■ Exercise aim
In the records that follow, find the line with "pub fn name(&self)"; from there, retype every line exactly through the line with "assert_eq!(config.max_jitter, Duration::from_secs(3));", which also belongs to the answer.

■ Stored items
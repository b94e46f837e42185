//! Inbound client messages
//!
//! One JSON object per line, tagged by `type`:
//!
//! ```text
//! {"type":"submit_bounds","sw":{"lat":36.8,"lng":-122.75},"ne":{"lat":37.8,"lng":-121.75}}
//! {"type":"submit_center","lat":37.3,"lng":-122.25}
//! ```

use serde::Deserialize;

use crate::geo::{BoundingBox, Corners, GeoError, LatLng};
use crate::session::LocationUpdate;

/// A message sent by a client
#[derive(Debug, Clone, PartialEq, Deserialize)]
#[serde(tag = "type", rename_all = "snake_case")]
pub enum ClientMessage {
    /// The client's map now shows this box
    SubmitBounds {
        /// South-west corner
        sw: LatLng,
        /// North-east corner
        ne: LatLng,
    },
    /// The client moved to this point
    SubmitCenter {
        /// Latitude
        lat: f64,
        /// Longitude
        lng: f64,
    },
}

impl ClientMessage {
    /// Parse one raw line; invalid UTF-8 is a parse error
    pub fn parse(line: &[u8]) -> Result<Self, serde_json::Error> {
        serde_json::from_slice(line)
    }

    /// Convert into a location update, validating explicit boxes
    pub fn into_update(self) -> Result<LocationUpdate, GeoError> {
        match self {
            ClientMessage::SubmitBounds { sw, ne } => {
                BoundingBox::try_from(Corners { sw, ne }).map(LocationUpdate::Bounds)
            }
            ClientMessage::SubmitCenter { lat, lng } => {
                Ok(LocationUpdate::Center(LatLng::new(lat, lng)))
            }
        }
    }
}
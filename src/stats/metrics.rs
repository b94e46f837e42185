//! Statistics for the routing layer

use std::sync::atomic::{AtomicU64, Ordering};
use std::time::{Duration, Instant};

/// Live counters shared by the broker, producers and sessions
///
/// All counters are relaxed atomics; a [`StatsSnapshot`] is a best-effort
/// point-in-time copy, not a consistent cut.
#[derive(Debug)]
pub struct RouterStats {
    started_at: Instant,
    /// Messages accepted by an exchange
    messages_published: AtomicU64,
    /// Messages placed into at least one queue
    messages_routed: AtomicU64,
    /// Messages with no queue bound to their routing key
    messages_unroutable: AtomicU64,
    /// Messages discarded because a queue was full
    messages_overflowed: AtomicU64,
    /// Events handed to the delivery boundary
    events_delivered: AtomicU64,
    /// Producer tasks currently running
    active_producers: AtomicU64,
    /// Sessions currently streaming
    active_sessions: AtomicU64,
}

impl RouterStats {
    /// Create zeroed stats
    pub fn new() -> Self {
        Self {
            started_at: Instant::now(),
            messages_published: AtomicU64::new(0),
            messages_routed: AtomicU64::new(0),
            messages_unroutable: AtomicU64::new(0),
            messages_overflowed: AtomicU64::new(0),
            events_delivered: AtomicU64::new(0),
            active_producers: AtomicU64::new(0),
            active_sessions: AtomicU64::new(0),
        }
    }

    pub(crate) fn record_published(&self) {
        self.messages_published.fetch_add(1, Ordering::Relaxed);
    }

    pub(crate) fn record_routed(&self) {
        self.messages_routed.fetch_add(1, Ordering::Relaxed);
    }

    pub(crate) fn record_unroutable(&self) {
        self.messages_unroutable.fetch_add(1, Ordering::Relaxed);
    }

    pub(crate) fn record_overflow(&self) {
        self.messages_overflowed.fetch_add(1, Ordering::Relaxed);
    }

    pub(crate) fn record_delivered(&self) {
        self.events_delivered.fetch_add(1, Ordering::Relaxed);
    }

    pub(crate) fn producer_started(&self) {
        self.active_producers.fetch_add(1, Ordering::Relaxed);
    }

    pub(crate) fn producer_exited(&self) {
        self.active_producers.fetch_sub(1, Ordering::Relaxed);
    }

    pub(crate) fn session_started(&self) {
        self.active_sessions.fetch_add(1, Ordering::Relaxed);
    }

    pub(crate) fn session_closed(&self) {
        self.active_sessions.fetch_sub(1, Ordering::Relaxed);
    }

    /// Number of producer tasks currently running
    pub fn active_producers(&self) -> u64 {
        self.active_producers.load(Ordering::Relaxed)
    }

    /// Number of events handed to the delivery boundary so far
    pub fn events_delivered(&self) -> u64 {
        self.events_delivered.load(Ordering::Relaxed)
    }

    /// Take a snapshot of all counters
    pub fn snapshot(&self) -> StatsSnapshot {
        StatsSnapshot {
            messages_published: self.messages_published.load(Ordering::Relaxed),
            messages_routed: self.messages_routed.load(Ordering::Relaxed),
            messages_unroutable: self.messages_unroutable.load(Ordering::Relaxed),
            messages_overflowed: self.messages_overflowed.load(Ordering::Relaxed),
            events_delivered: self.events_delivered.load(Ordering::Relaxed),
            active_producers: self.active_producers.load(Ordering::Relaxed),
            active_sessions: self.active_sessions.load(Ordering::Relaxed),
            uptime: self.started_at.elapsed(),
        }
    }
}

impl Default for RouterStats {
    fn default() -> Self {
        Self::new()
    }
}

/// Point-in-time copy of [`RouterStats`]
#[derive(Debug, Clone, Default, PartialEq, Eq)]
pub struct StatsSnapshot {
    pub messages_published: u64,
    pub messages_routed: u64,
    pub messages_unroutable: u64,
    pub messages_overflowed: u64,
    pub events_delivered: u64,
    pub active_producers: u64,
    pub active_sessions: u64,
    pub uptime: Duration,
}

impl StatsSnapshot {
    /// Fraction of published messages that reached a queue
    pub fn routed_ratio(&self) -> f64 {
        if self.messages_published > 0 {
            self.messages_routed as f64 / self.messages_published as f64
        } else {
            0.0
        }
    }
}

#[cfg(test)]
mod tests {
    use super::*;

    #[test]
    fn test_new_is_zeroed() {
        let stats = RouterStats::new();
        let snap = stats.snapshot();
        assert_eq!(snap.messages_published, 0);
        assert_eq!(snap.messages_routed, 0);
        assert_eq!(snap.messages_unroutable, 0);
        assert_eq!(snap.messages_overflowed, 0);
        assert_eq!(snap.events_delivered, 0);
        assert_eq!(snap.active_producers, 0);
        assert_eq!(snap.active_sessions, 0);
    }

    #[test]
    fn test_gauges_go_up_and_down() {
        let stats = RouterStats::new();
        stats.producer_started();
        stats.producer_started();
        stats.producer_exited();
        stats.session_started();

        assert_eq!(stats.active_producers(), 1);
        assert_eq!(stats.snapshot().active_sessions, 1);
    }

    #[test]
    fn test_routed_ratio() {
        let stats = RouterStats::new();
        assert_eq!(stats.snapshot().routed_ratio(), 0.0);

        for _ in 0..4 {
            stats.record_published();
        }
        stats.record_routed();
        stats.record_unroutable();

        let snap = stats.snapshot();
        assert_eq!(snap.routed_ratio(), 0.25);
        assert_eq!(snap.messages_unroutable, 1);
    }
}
...
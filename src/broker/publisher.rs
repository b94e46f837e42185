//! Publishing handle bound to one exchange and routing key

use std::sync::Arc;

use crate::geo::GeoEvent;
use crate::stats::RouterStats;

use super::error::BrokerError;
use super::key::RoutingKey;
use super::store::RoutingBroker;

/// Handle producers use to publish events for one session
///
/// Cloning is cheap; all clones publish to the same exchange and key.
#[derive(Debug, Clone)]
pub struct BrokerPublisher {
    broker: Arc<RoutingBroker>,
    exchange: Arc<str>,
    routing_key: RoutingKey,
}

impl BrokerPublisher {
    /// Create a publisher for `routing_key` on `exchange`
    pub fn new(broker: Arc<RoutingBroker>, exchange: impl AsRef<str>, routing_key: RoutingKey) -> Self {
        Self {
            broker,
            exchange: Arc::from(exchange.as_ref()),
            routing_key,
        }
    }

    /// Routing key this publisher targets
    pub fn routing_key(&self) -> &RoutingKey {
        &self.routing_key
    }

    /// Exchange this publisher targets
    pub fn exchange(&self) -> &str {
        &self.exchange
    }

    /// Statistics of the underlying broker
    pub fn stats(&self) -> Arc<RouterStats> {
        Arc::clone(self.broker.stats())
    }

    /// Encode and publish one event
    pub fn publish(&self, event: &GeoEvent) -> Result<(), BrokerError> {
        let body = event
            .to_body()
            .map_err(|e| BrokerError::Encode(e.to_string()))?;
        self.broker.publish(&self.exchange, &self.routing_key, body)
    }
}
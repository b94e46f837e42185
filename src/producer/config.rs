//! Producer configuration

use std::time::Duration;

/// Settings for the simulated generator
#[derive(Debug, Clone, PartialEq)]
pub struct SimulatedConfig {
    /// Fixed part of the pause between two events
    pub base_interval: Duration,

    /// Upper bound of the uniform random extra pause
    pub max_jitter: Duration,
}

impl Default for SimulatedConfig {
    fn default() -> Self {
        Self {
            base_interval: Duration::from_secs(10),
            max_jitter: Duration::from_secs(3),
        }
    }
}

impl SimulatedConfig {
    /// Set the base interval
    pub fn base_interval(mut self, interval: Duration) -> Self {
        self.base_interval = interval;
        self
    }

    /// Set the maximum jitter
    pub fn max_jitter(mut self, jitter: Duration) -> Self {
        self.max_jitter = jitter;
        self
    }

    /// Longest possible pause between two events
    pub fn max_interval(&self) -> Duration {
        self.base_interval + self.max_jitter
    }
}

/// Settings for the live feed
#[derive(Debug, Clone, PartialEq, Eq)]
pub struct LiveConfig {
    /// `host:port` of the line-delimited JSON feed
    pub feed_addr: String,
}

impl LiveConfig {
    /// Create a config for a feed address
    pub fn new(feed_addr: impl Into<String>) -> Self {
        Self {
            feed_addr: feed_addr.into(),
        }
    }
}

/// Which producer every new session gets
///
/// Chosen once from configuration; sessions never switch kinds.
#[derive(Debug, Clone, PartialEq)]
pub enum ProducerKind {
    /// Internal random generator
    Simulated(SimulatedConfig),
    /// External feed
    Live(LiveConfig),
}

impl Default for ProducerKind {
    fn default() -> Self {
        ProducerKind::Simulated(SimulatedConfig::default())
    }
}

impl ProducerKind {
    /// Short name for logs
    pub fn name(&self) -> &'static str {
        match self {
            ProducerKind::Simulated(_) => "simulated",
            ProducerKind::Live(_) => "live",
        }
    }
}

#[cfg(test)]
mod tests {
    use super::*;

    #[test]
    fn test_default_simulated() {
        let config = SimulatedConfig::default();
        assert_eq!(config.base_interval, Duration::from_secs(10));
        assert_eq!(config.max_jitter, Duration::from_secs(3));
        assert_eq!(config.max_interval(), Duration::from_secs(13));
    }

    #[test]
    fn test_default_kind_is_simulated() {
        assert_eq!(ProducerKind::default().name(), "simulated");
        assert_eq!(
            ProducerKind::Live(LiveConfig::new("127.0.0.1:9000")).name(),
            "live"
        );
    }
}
--
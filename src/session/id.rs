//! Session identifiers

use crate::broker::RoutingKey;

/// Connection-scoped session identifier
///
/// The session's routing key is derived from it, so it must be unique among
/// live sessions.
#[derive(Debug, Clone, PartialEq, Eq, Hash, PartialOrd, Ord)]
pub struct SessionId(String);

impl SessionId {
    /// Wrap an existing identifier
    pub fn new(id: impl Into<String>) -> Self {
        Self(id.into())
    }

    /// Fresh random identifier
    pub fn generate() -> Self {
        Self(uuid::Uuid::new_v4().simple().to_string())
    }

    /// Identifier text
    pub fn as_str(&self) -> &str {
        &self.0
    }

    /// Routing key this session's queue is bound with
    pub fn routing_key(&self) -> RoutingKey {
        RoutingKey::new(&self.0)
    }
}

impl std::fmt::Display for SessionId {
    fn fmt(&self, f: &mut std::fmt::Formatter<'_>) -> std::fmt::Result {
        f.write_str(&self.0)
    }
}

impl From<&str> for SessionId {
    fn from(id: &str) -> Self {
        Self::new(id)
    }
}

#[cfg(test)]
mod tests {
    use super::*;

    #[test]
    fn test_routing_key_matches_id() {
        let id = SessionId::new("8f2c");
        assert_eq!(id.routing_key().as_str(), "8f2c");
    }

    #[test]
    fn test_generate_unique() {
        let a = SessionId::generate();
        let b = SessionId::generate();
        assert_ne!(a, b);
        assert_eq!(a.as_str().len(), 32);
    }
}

■ Answer section
    pub fn name(&self) -> &'static str {
        match self {
            ProducerKind::Simulated(_) => "simulated",
            ProducerKind::Live(_) => "live",
        }
    }
}

#[cfg(test)]
mod tests {
    use super::*;

    #[test]
    fn test_default_simulated() {
        let config = SimulatedConfig::default();
        assert_eq!(config.base_interval, Duration::from_secs(10));
        assert_eq!(config.max_jitter, Duration::from_secs(3));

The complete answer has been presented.